START Data
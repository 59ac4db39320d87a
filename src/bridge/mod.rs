//! Chain-to-topic event bridge
//!
//! Each head change fetches the new head block with its body and publishes
//! every contained transaction to the topic named after its recipient.
//! Triggers are handled in their own tasks and never block the engine's
//! event stream. Delivery is best-effort: a failed fetch skips the block.

use crate::engine::Hash;
use crate::error::RelayError;
use crate::metrics;
use crate::node::NodeContext;
use crate::relay::{ServerMessage, SubscriptionGateway, Topic, TransactionNotification};
use std::sync::Arc;
use std::time::Instant;
use tokio::sync::broadcast::{self, error::RecvError};
use tracing::{debug, info, warn};

pub struct EventBridge {
    node: NodeContext,
    gateway: Arc<SubscriptionGateway>,
}

impl EventBridge {
    pub fn new(node: NodeContext, gateway: Arc<SubscriptionGateway>) -> Self {
        Self { node, gateway }
    }

    /// Relay the transactions of the current head block.
    ///
    /// Returns the number of transactions published. Nothing is fetched
    /// while consensus is not established.
    pub async fn on_head_changed(&self) -> Result<usize, RelayError> {
        if !self.node.consensus.is_established() {
            metrics::record_head_changed("not_established");
            return Ok(0);
        }

        let started = Instant::now();

        let head = self
            .node
            .consensus
            .head_hash()
            .await
            .map_err(RelayError::engine("head hash"))?;

        let block = self
            .node
            .blockchain
            .block_by_hash(&head, true)
            .await
            .map_err(RelayError::engine("block fetch"))?
            .ok_or_else(|| RelayError::BlockNotFound {
                hash: head.to_hex(),
            })?;

        let body = block.body.as_ref().ok_or_else(|| RelayError::MissingBlockBody {
            hash: head.to_hex(),
        })?;

        for tx in &body.transactions {
            let notification = TransactionNotification::from_transaction(tx);
            let topic = Topic::from_address(&notification.recipient);
            let txid = notification.txid.clone();
            let delivery = self.gateway.publish(&topic, &ServerMessage::Tx(notification));

            debug!(
                topic = %topic,
                txid = %txid,
                members = delivery.members,
                delivered = delivery.delivered,
                dropped = delivery.dropped,
                "Transaction published"
            );
        }

        let count = body.transactions.len();
        metrics::record_head_changed("relayed");
        metrics::record_relayed(count, started.elapsed());
        metrics::set_chain_height(block.height());

        debug!(
            height = block.height(),
            head_hash = %head,
            transactions = count,
            "Head block relayed"
        );

        Ok(count)
    }

    async fn handle_trigger(&self, trigger: Option<Hash>) {
        if let Err(e) = self.on_head_changed().await {
            metrics::record_head_changed("failed");
            metrics::record_error(e.error_type_label());
            warn!(
                trigger = ?trigger.map(|h| h.to_hex()),
                error = %e,
                "Head block skipped"
            );
        }
    }

    /// Consume head-changed notifications until the stream closes or
    /// shutdown is signalled.
    pub async fn run(
        self: Arc<Self>,
        mut head_changed: broadcast::Receiver<Hash>,
        mut shutdown: broadcast::Receiver<()>,
    ) {
        info!("Event bridge started");

        loop {
            tokio::select! {
                received = head_changed.recv() => {
                    let trigger = match received {
                        Ok(hash) => Some(hash),
                        Err(RecvError::Lagged(skipped)) => {
                            // Only the current head matters, so one run covers the gap
                            warn!(skipped, "Head-changed stream lagged");
                            None
                        }
                        Err(RecvError::Closed) => break,
                    };

                    let bridge = Arc::clone(&self);
                    tokio::spawn(async move { bridge.handle_trigger(trigger).await });
                }
                _ = shutdown.recv() => {
                    info!("Event bridge received shutdown signal");
                    break;
                }
            }
        }

        info!("Event bridge stopped");
    }
}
END Data
■ Task requirements
Repeat every line of the material exactly.

■ Answer to this problem
repository 59ac4db39320d87a
filename src/bridge/mod.rs
//! Chain-to-topic event bridge
//!
//! Each head change fetches the new head block with its body and publishes
//! every contained transaction to the topic named after its recipient.
//! Triggers are handled in their own tasks and never block the engine's
//! event stream. Delivery is best-effort: a failed fetch skips the block.

use crate::engine::Hash;
use crate::error::RelayError;
use crate::metrics;
use crate::node::NodeContext;
use crate::relay::{ServerMessage, SubscriptionGateway, Topic, TransactionNotification};
use std::sync::Arc;
use std::time::Instant;
use tokio::sync::broadcast::{self, error::RecvError};
use tracing::{debug, info, warn};

pub struct EventBridge {
    node: NodeContext,
    gateway: Arc<SubscriptionGateway>,
}

impl EventBridge {
    pub fn new(node: NodeContext, gateway: Arc<SubscriptionGateway>) -> Self {
        Self { node, gateway }
    }

    /// Relay the transactions of the current head block.
    ///
    /// Returns the number of transactions published. Nothing is fetched
    /// while consensus is not established.
    pub async fn on_head_changed(&self) -> Result<usize, RelayError> {
        if !self.node.consensus.is_established() {
            metrics::record_head_changed("not_established");
            return Ok(0);
        }

        let started = Instant::now();

        let head = self
            .node
            .consensus
            .head_hash()
            .await
            .map_err(RelayError::engine("head hash"))?;

        let block = self
            .node
            .blockchain
            .block_by_hash(&head, true)
            .await
            .map_err(RelayError::engine("block fetch"))?
            .ok_or_else(|| RelayError::BlockNotFound {
                hash: head.to_hex(),
            })?;

        let body = block.body.as_ref().ok_or_else(|| RelayError::MissingBlockBody {
            hash: head.to_hex(),
        })?;

        for tx in &body.transactions {
            let notification = TransactionNotification::from_transaction(tx);
            let topic = Topic::from_address(&notification.recipient);
            let txid = notification.txid.clone();
            let delivery = self.gateway.publish(&topic, &ServerMessage::Tx(notification));

            debug!(
                topic = %topic,
                txid = %txid,
                members = delivery.members,
                delivered = delivery.delivered,
                dropped = delivery.dropped,
                "Transaction published"
            );
        }

        let count = body.transactions.len();
        metrics::record_head_changed("relayed");
        metrics::record_relayed(count, started.elapsed());
        metrics::set_chain_height(block.height());

        debug!(
            height = block.height(),
            head_hash = %head,
            transactions = count,
            "Head block relayed"
        );

        Ok(count)
    }

    async fn handle_trigger(&self, trigger: Option<Hash>) {
        if let Err(e) = self.on_head_changed().await {
            metrics::record_head_changed("failed");
            metrics::record_error(e.error_type_label());
            warn!(
                trigger = ?trigger.map(|h| h.to_hex()),
                error = %e,
                "Head block skipped"
            );
        }
    }

    /// Consume head-changed notifications until the stream closes or
    /// shutdown is signalled.
    pub async fn run(
        self: Arc<Self>,
        mut head_changed: broadcast::Receiver<Hash>,
        mut shutdown: broadcast::Receiver<()>,
    ) {
        info!("Event bridge started");

        loop {
            tokio::select! {
                received = head_changed.recv() => {
                    let trigger = match received {
                        Ok(hash) => Some(hash),
                        Err(RecvError::Lagged(skipped)) => {
                            // Only the current head matters, so one run covers the gap
                            warn!(skipped, "Head-changed stream lagged");
                            None
                        }
                        Err(RecvError::Closed) => break,
                    };

                    let bridge = Arc::clone(&self);
                    tokio::spawn(async move { bridge.handle_trigger(trigger).await });
                }
                _ = shutdown.recv() => {
                    info!("Event bridge received shutdown signal");
                    break;
                }
            }
        }

        info!("Event bridge stopped");
    }
}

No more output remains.